Patrick Mochel wrote:
On Mon, 8 Aug 2005, Todd Poynor wrote:
(apologies for use of obsolete cpufreq mailing list address in my
initial message.)
...
PowerOP is intended to leave all power
policy decisions to higher layers.
What do those higher layers look like? Do you have a userspace component
that uses this interface?
cpufreq is one example, it manages an abstraction of system
power/performance levels based on cpu speed, which maps onto the
PowerOP-level hardware capabilities in some fashion, and has both kernel
and userspace components to manage the desired policy associated with
this. Regardless of whether this notion of configurable operating
points would remain a separate layer from cpufreq or was more tightly
integrated, the code to set these operating points can handle things
such as setting validated voltage levels to match cpu speeds, etc.

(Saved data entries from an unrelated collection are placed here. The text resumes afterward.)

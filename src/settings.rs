//! Persisted service settings.
//!
//! The four service settings live in a dotenv file, one `KEY=value` per
//! line. Saving rewrites only the lines for those keys and keeps everything
//! else in the file (comments, unrelated variables) where it was.

use anyhow::{bail, Context, Result};
use std::collections::{BTreeMap, HashMap, HashSet};
use std::fs;
use std::path::{Path, PathBuf};
use tracing::debug;

use crate::config::SETTING_KEYS;

/// A dotenv file holding the service settings.
#[derive(Debug, Clone)]
pub struct SettingsFile {
    path: PathBuf,
}

impl SettingsFile {
    pub fn new(path: impl Into<PathBuf>) -> Self {
        Self { path: path.into() }
    }

    pub fn path(&self) -> &Path {
        &self.path
    }

    /// Read the known settings. Keys absent from the file map to "".
    pub fn load(&self) -> Result<BTreeMap<String, String>> {
        let mut settings: BTreeMap<String, String> = SETTING_KEYS
            .iter()
            .map(|k| (k.to_string(), String::new()))
            .collect();

        if !self.path.exists() {
            return Ok(settings);
        }

        let entries = dotenvy::from_path_iter(&self.path)
            .with_context(|| format!("Failed to open {}", self.path.display()))?;

        for entry in entries {
            let (key, value) =
                entry.with_context(|| format!("Failed to parse {}", self.path.display()))?;
            if let Some(slot) = settings.get_mut(&key) {
                *slot = value;
            }
        }

        Ok(settings)
    }

    /// Write the given settings, updating existing lines in place and
    /// appending keys the file does not mention yet.
    pub fn save<I, K, V>(&self, updates: I) -> Result<()>
    where
        I: IntoIterator<Item = (K, V)>,
        K: Into<String>,
        V: Into<String>,
    {
        let mut pending: HashMap<String, String> = HashMap::new();
        let mut order: Vec<String> = Vec::new();
        for (key, value) in updates {
            let key = key.into();
            if !SETTING_KEYS.contains(&key.as_str()) {
                bail!(
                    "Unknown setting '{}'; expected one of {}",
                    key,
                    SETTING_KEYS.join(", ")
                );
            }
            if !pending.contains_key(&key) {
                order.push(key.clone());
            }
            pending.insert(key, value.into());
        }

        let existing = if self.path.exists() {
            fs::read_to_string(&self.path)
                .with_context(|| format!("Failed to read {}", self.path.display()))?
        } else {
            String::new()
        };

        // A key listed more than once keeps its first line; the rest are
        // dropped so every reader sees the saved value.
        let mut written: HashSet<String> = HashSet::new();
        let mut lines: Vec<String> = Vec::new();
        for line in existing.lines() {
            match line_key(line).and_then(|key| pending.get_key_value(key)) {
                Some((key, value)) => {
                    if written.insert(key.clone()) {
                        lines.push(format_entry(key, value));
                    }
                }
                None => lines.push(line.to_string()),
            }
        }
        for key in order {
            if written.contains(&key) {
                continue;
            }
            if let Some(value) = pending.get(&key) {
                lines.push(format_entry(&key, value));
            }
        }

        let mut contents = lines.join("\n");
        contents.push('\n');
        fs::write(&self.path, contents)
            .with_context(|| format!("Failed to write {}", self.path.display()))?;

        debug!(path = %self.path.display(), "Settings saved");
        Ok(())
    }
}

/// The variable name on a `KEY=value` or `export KEY=value` line.
fn line_key(line: &str) -> Option<&str> {
    let trimmed = line.trim_start();
    if trimmed.starts_with('#') {
        return None;
    }
    let trimmed = trimmed.strip_prefix("export ").unwrap_or(trimmed);
    let (key, _) = trimmed.split_once('=')?;
    Some(key.trim())
}

fn format_entry(key: &str, value: &str) -> String {
    format!("{}={}", key, quote_value(value))
}

/// Quote a value only when dotenv parsing would otherwise change it.
fn quote_value(value: &str) -> String {
    let plain = value
        .chars()
        .all(|c| c.is_ascii_alphanumeric() || "-_./:@+,~%".contains(c));
    if plain {
        return value.to_string();
    }
    if !value.contains('\'') && !value.contains('\n') {
        return format!("'{}'", value);
    }
    let escaped = value
        .replace('\\', "\\\\")
        .replace('"', "\\\"")
        .replace('$', "\\$")
        .replace('\n', "\\n");
    format!("\"{}\"", escaped)
}

/// Mask a secret for display, keeping the last four characters.
pub fn mask_secret(value: &str) -> String {
    let count = value.chars().count();
    if count == 0 {
        return String::new();
    }
    if count <= 4 {
        return "*".repeat(count);
    }
    let tail: String = value.chars().skip(count - 4).collect();
    format!("{}{}", "*".repeat(count - 4), tail)
}

#[cfg(test)]
mod tests {
    use super::*;
    use crate::config::{FIRECRAWL_API_KEY, LLM_API_KEY, LLM_ENDPOINT, LLM_MODEL_ID};
    use tempfile::TempDir;

    #[test]
    fn test_load_missing_file_gives_empty_settings() {
        let dir = TempDir::new().unwrap();
        let file = SettingsFile::new(dir.path().join(".env"));

        let settings = file.load().unwrap();
        assert_eq!(settings.len(), 4);
        assert!(settings.values().all(|v| v.is_empty()));
    }

    #[test]
    fn test_save_then_load() {
        let dir = TempDir::new().unwrap();
        let file = SettingsFile::new(dir.path().join(".env"));

        file.save([
            (LLM_ENDPOINT, "https://api.example.com/v1"),
            (LLM_API_KEY, "sk-abc123"),
            (LLM_MODEL_ID, "gpt-4o-mini"),
            (FIRECRAWL_API_KEY, "fc-xyz"),
        ])
        .unwrap();

        let settings = file.load().unwrap();
        assert_eq!(settings[LLM_ENDPOINT], "https://api.example.com/v1");
        assert_eq!(settings[LLM_API_KEY], "sk-abc123");
        assert_eq!(settings[LLM_MODEL_ID], "gpt-4o-mini");
        assert_eq!(settings[FIRECRAWL_API_KEY], "fc-xyz");

        let raw = fs::read_to_string(file.path()).unwrap();
        assert!(raw.contains("LLM_MODEL_ID=gpt-4o-mini\n"));
    }

    #[test]
    fn test_save_preserves_unrelated_lines() {
        let dir = TempDir::new().unwrap();
        let path = dir.path().join(".env");
        fs::write(
            &path,
            "# local settings\nRUST_LOG=debug\nLLM_MODEL_ID=old-model\n",
        )
        .unwrap();

        let file = SettingsFile::new(&path);
        file.save([(LLM_MODEL_ID, "new-model"), (LLM_API_KEY, "sk-1")])
            .unwrap();

        let raw = fs::read_to_string(&path).unwrap();
        assert_eq!(
            raw,
            "# local settings\nRUST_LOG=debug\nLLM_MODEL_ID=new-model\nLLM_API_KEY=sk-1\n"
        );
    }

    #[test]
    fn test_save_collapses_duplicate_keys() {
        let dir = TempDir::new().unwrap();
        let path = dir.path().join(".env");
        fs::write(&path, "LLM_MODEL_ID=a\nRUST_LOG=info\nLLM_MODEL_ID=b\n").unwrap();

        let file = SettingsFile::new(&path);
        file.save([(LLM_MODEL_ID, "new-model")]).unwrap();

        let raw = fs::read_to_string(&path).unwrap();
        assert_eq!(raw, "LLM_MODEL_ID=new-model\nRUST_LOG=info\n");
        assert_eq!(file.load().unwrap()[LLM_MODEL_ID], "new-model");
    }

    #[test]
    fn test_save_rejects_unknown_key() {
        let dir = TempDir::new().unwrap();
        let file = SettingsFile::new(dir.path().join(".env"));

        assert!(file.save([("OPENAI_API_KEY", "sk")]).is_err());
        assert!(!file.path().exists());
    }

    #[test]
    fn test_values_with_spaces_survive() {
        let dir = TempDir::new().unwrap();
        let file = SettingsFile::new(dir.path().join(".env"));

        file.save([(LLM_MODEL_ID, "my model #1")]).unwrap();
        assert_eq!(file.load().unwrap()[LLM_MODEL_ID], "my model #1");
    }

    #[test]
    fn test_line_key() {
        assert_eq!(line_key("LLM_API_KEY=abc"), Some("LLM_API_KEY"));
        assert_eq!(line_key("export LLM_API_KEY = abc"), Some("LLM_API_KEY"));
        assert_eq!(line_key("# LLM_API_KEY=abc"), None);
        assert_eq!(line_key("garbage"), None);
    }

    #[test]
    fn test_mask_secret() {
        assert_eq!(mask_secret(""), "");
        assert_eq!(mask_secret("abc"), "***");
        assert_eq!(mask_secret("sk-abcdef"), "*****cdef");
    }
}
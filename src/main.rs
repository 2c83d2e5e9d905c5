//! # relearnweb CLI
//!
//! Command-line front end for the research pipeline.
//!
//! ## Quick Start
//! ```bash
//! relearnweb settings set LLM_ENDPOINT=https://api.openai.com/v1 LLM_API_KEY=sk-... \
//!     LLM_MODEL_ID=gpt-4o-mini FIRECRAWL_API_KEY=fc-...
//! relearnweb research --depth 1 "Quantum Computing breakthroughs"
//! ```

use anyhow::{Context, Result};
use clap::{Parser, Subcommand};
use std::path::{Path, PathBuf};
use tracing::{error, info};
use tracing_subscriber::EnvFilter;

use relearnweb::config::SETTING_KEYS;
use relearnweb::feedback::{follow_up_questions, DEFAULT_QUESTIONS};
use relearnweb::pipeline::Node;
use relearnweb::session::progress_percent;
use relearnweb::settings::mask_secret;
use relearnweb::{
    Config, OpenAiCompatClient, ResearchError, ResearchParams, ResearchPipeline, ResearchSession,
    SessionObserver, SessionOutcome, SettingsFile, StateField, StopFlag,
};

// =============================================================================
// CLI ARGUMENTS
// =============================================================================
#[derive(Parser, Debug)]
#[command(
    name = "relearnweb",
    version,
    about = "Research and learn the web: iterative LLM research with a markdown report",
    long_about = r#"
relearnweb runs an iterative research loop:
  1. Outline the query with an LLM
  2. Turn the outline into a search query
  3. Crawl the search results with Firecrawl and summarize them
  4. List the next directions and repeat DEPTH more times
  5. Write a markdown report

PREREQUISITES:
  An OpenAI-compatible chat completions endpoint and a Firecrawl API key,
  configured with `relearnweb settings set` or in a .env file.

EXAMPLES:
  relearnweb research "Quantum Computing breakthroughs"
  relearnweb research --depth 2 --output quantum.md "Quantum error correction"
  relearnweb clarify "Rust web frameworks"
  relearnweb settings show
"#
)]
struct Args {
    #[command(subcommand)]
    command: Command,

    /// Enable verbose/debug logging
    #[arg(short = 'v', long = "verbose", global = true)]
    verbose: bool,

    /// Dotenv file holding the service settings
    #[arg(long = "env-file", value_name = "PATH", default_value = ".env", global = true)]
    env_file: PathBuf,
}

#[derive(Subcommand, Debug)]
enum Command {
    /// Run the research pipeline and export the report
    Research {
        /// The topic to research
        #[arg(value_name = "QUERY")]
        query: String,

        /// Number of refinement iterations after the first pass
        #[arg(
            short = 'd',
            long = "depth",
            default_value_t = 1,
            value_parser = clap::value_parser!(u32).range(0..=10)
        )]
        depth: u32,

        /// Advisory search breadth shown to the model
        #[arg(
            short = 'b',
            long = "breadth",
            default_value_t = 3,
            value_parser = clap::value_parser!(u32).range(1..=10)
        )]
        breadth: u32,

        /// Where to write the final markdown report
        #[arg(short = 'o', long = "output", default_value = "research_report.md")]
        output: PathBuf,

        /// Only print progress and the final report
        #[arg(short = 'q', long = "quiet")]
        quiet: bool,
    },

    /// Suggest follow-up questions that sharpen a research query
    Clarify {
        /// The query to clarify
        #[arg(value_name = "QUERY")]
        query: String,

        /// Maximum number of questions
        #[arg(short = 'n', long = "questions", default_value_t = DEFAULT_QUESTIONS)]
        questions: usize,
    },

    /// Show or change the persisted service settings
    Settings {
        #[command(subcommand)]
        action: SettingsAction,
    },
}

#[derive(Subcommand, Debug)]
enum SettingsAction {
    /// Print the current settings with API keys masked
    Show,

    /// Set one or more settings
    Set {
        #[arg(value_name = "KEY=VALUE", required = true, value_parser = parse_key_value)]
        pairs: Vec<(String, String)>,
    },
}

fn parse_key_value(raw: &str) -> Result<(String, String), String> {
    let (key, value) = raw
        .split_once('=')
        .ok_or_else(|| format!("expected KEY=VALUE, got '{}'", raw))?;
    let key = key.trim();
    if !SETTING_KEYS.contains(&key) {
        return Err(format!(
            "unknown setting '{}'; expected one of {}",
            key,
            SETTING_KEYS.join(", ")
        ));
    }
    Ok((key.to_string(), value.to_string()))
}

// =============================================================================
// MAIN FUNCTION
// =============================================================================
#[tokio::main]
async fn main() -> Result<()> {
    let args = Args::parse();
    init_logging(args.verbose)?;

    match args.command {
        Command::Research {
            query,
            depth,
            breadth,
            output,
            quiet,
        } => {
            let params = ResearchParams {
                query,
                depth,
                breadth,
            };
            run_research(&args.env_file, params, &output, quiet).await
        }
        Command::Clarify { query, questions } => {
            run_clarify(&args.env_file, &query, questions).await
        }
        Command::Settings { action } => run_settings(&args.env_file, action),
    }
}

async fn run_research(
    env_file: &Path,
    params: ResearchParams,
    output: &Path,
    quiet: bool,
) -> Result<()> {
    let config = Config::from_env(Some(env_file))?;
    let pipeline = ResearchPipeline::from_config(&config).map_err(report_failure)?;

    info!(
        query = %params.query,
        depth = params.depth,
        breadth = params.breadth,
        "Research starting"
    );

    let mut session = ResearchSession::new(params);
    let stop = session.stop_flag();
    tokio::spawn(async move {
        while tokio::signal::ctrl_c().await.is_ok() {
            match on_interrupt(&stop) {
                Interrupt::Stop => {
                    eprintln!("\nStopping after the current step... (Ctrl-C again to abort)");
                }
                Interrupt::Abort => {
                    eprintln!("\nAborting.");
                    std::process::exit(130);
                }
            }
        }
    });

    let mut observer = ConsoleObserver { quiet };
    let outcome = session
        .drive(&pipeline, &mut observer)
        .await
        .map_err(report_failure)?;

    match outcome {
        SessionOutcome::Completed { report, steps } => {
            std::fs::write(output, &report)
                .with_context(|| format!("Failed to write report to {}", output.display()))?;
            println!("\n{}", "=".repeat(60));
            println!("Research completed in {} steps.", steps);
            println!("Report exported to {}", output.display());
            println!("{}", "=".repeat(60));
            info!(path = %output.display(), "Report exported");
        }
        SessionOutcome::Stopped { steps, .. } => {
            println!("\nResearch stopped by user after {} steps.", steps);
        }
    }

    Ok(())
}

async fn run_clarify(env_file: &Path, query: &str, questions: usize) -> Result<()> {
    let config = Config::from_env(Some(env_file))?;
    let client = OpenAiCompatClient::from_config(&config).map_err(report_failure)?;

    let questions = follow_up_questions(&client, query, questions)
        .await
        .map_err(report_failure)?;

    if questions.is_empty() {
        println!("The query is clear; no follow-up questions.");
    }
    for (i, question) in questions.iter().enumerate() {
        println!("{}. {}", i + 1, question);
    }
    Ok(())
}

fn run_settings(env_file: &Path, action: SettingsAction) -> Result<()> {
    let file = SettingsFile::new(env_file);

    match action {
        SettingsAction::Show => {
            let settings = file.load()?;
            println!("Settings from {}:", file.path().display());
            for key in SETTING_KEYS {
                let value = settings.get(key).map(String::as_str).unwrap_or("");
                let shown = if value.is_empty() {
                    "(not set)".to_string()
                } else if key.contains("API_KEY") {
                    mask_secret(value)
                } else {
                    value.to_string()
                };
                println!("  {:<18} {}", key, shown);
            }
        }
        SettingsAction::Set { pairs } => {
            file.save(pairs)?;
            println!("Settings saved to {}", file.path().display());
        }
    }
    Ok(())
}

/// Log a research error, print a hint for it, and hand it back to `?`.
fn report_failure(e: ResearchError) -> anyhow::Error {
    error!(error = %e, "Research failed");
    eprintln!("\nResearch failed: {}", e);
    if let Some(hint) = e.hint() {
        eprintln!("Tip: {}", hint);
    }
    e.into()
}

// =============================================================================
// CONSOLE OUTPUT
// =============================================================================
struct ConsoleObserver {
    quiet: bool,
}

impl SessionObserver for ConsoleObserver {
    fn on_progress(&mut self, step: usize, total: usize, node: Node) {
        println!(
            "[{:>3}%] Task {} of {} completed ({})",
            progress_percent(step, total),
            step,
            total,
            node
        );
    }

    fn on_field_changed(&mut self, field: StateField, text: &str) {
        if self.quiet && field != StateField::Report {
            return;
        }
        if text.is_empty() {
            return;
        }
        println!("\n**{}:**\n\n{}\n", field.label(), text);
    }
}

// =============================================================================
// INTERRUPTS
// =============================================================================
#[derive(Debug, PartialEq, Eq)]
enum Interrupt {
    /// First Ctrl-C: finish the running step, then stop.
    Stop,
    /// Ctrl-C while already stopping: exit now.
    Abort,
}

fn on_interrupt(stop: &StopFlag) -> Interrupt {
    if stop.is_raised() {
        Interrupt::Abort
    } else {
        stop.raise();
        Interrupt::Stop
    }
}

// =============================================================================
// LOGGING INITIALIZATION
// =============================================================================
/// Logs go to stderr so stdout carries only research output.
fn init_logging(verbose: bool) -> Result<()> {
    let filter = if verbose {
        EnvFilter::new("debug")
    } else {
        EnvFilter::try_from_default_env().unwrap_or_else(|_| EnvFilter::new("info"))
    };

    tracing_subscriber::fmt()
        .with_env_filter(filter)
        .with_target(true)
        .with_writer(std::io::stderr)
        .try_init()
        .map_err(|e| anyhow::anyhow!("Failed to set logging subscriber: {}", e))?;

    Ok(())
}
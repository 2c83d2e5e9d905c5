//! Clarifying follow-up questions for a research query.

use tracing::info;

use crate::error::ResearchError;
use crate::llm::TextGenerator;
use crate::tags::extract_tag;

const FOLLOW_UP_SYSTEM_PROMPT: &str = "You're a helpful AI";

/// Default number of follow-up questions to ask for.
pub const DEFAULT_QUESTIONS: usize = 3;

fn follow_up_prompt(query: &str, max_questions: usize) -> String {
    format!(
        r#"Given the following query from the user, ask some follow up questions to clarify the research direction. Return a maximum of {max_questions} questions, but feel free to return less if the original query is clear: <query>{query}</query>
A Sample Good Response would be:
<FollowUp>
Does the ....
How to ....
Make a ....
Why the ....
....
</FollowUp>
Each question should be on a new line.
"#
    )
}

/// Ask the generator for up to `max_questions` clarifying questions.
///
/// Fails with [`ResearchError::Parse`] if the reply has no
/// `<FollowUp>...</FollowUp>` block.
pub async fn follow_up_questions(
    generator: &dyn TextGenerator,
    query: &str,
    max_questions: usize,
) -> Result<Vec<String>, ResearchError> {
    let prompt = follow_up_prompt(query, max_questions);
    let reply = generator
        .generate(FOLLOW_UP_SYSTEM_PROMPT, &prompt, false)
        .await?;

    let questions = parse_follow_ups(&reply, max_questions)?;
    info!(count = questions.len(), "Follow-up questions generated");
    Ok(questions)
}

fn parse_follow_ups(reply: &str, max_questions: usize) -> Result<Vec<String>, ResearchError> {
    let block = extract_tag(reply, "FollowUp")?;
    Ok(block
        .lines()
        .map(str::trim)
        .filter(|line| !line.is_empty())
        .take(max_questions)
        .map(str::to_string)
        .collect())
}

#[cfg(test)]
mod tests {
    use super::*;
    use async_trait::async_trait;

    struct Canned(&'static str);

    #[async_trait]
    impl TextGenerator for Canned {
        async fn generate(
            &self,
            _system: &str,
            user: &str,
            _streaming: bool,
        ) -> Result<String, ResearchError> {
            assert!(user.contains("<query>rust web frameworks</query>"));
            Ok(self.0.to_string())
        }

        fn name(&self) -> &str {
            "canned"
        }
    }

    #[test]
    fn test_prompt_mentions_limit() {
        let prompt = follow_up_prompt("q", 2);
        assert!(prompt.contains("maximum of 2 questions"));
        assert!(prompt.contains("<query>q</query>"));
    }

    #[test]
    fn test_parse_follow_ups_limits_and_trims() {
        let reply = "Sure:\n<FollowUp>\n  Which runtime?\n\nWhich year?\nWhich OS?\nExtra?\n</FollowUp>";
        let questions = parse_follow_ups(reply, 3).unwrap();
        assert_eq!(questions, vec!["Which runtime?", "Which year?", "Which OS?"]);
    }

    #[tokio::test]
    async fn test_follow_up_questions() {
        let generator = Canned("<FollowUp>\nAxum or Actix?\nFor production?\n</FollowUp>");
        let questions = follow_up_questions(&generator, "rust web frameworks", 3)
            .await
            .unwrap();
        assert_eq!(questions.len(), 2);
        assert_eq!(questions[0], "Axum or Actix?");
    }

    #[tokio::test]
    async fn test_follow_up_questions_missing_tag() {
        let generator = Canned("I have no questions.");
        let err = follow_up_questions(&generator, "rust web frameworks", 3)
            .await
            .unwrap_err();
        assert!(matches!(err, ResearchError::Parse { ref tag } if tag == "FollowUp"));
    }
}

For embedded systems, I am aware only of the Dynamic Power Management
project, which you also mention and does indeed manage power policy
based on the notions of power parameters and operating points. The
settings of these are configured entirely from userspace via sysfs,
using shell scripts or convenience libraries that access the sysfs
attributes. A system designer chooses the operating points to be
employed in the system based on the information from the processor or
board vendor that describes validated, supported operating points and
based on the characteristics of the system (how fast it needs to run
while in use for different purposes and how much battery power can be
spent for those purposes).
For example, a designer implementing a system based on an Intel XScale
PXA27x processor can choose from among about 16 validated operating
points listed in the most recent specification update. Those operating
points are comprised of register settings with inscrutable names such as
CCCR[L], CCCR[2N], CLKCFG[T], CCCR[A], and two or three others. A few
of those operating points run the CPU at identical frequencies, but have
other changes in memory clocking, system bus clocking, and the ability
to quickly switch between certain cpu frequencies based on other
properties of the platform (so-called "Turbo-mode" frequency scaling).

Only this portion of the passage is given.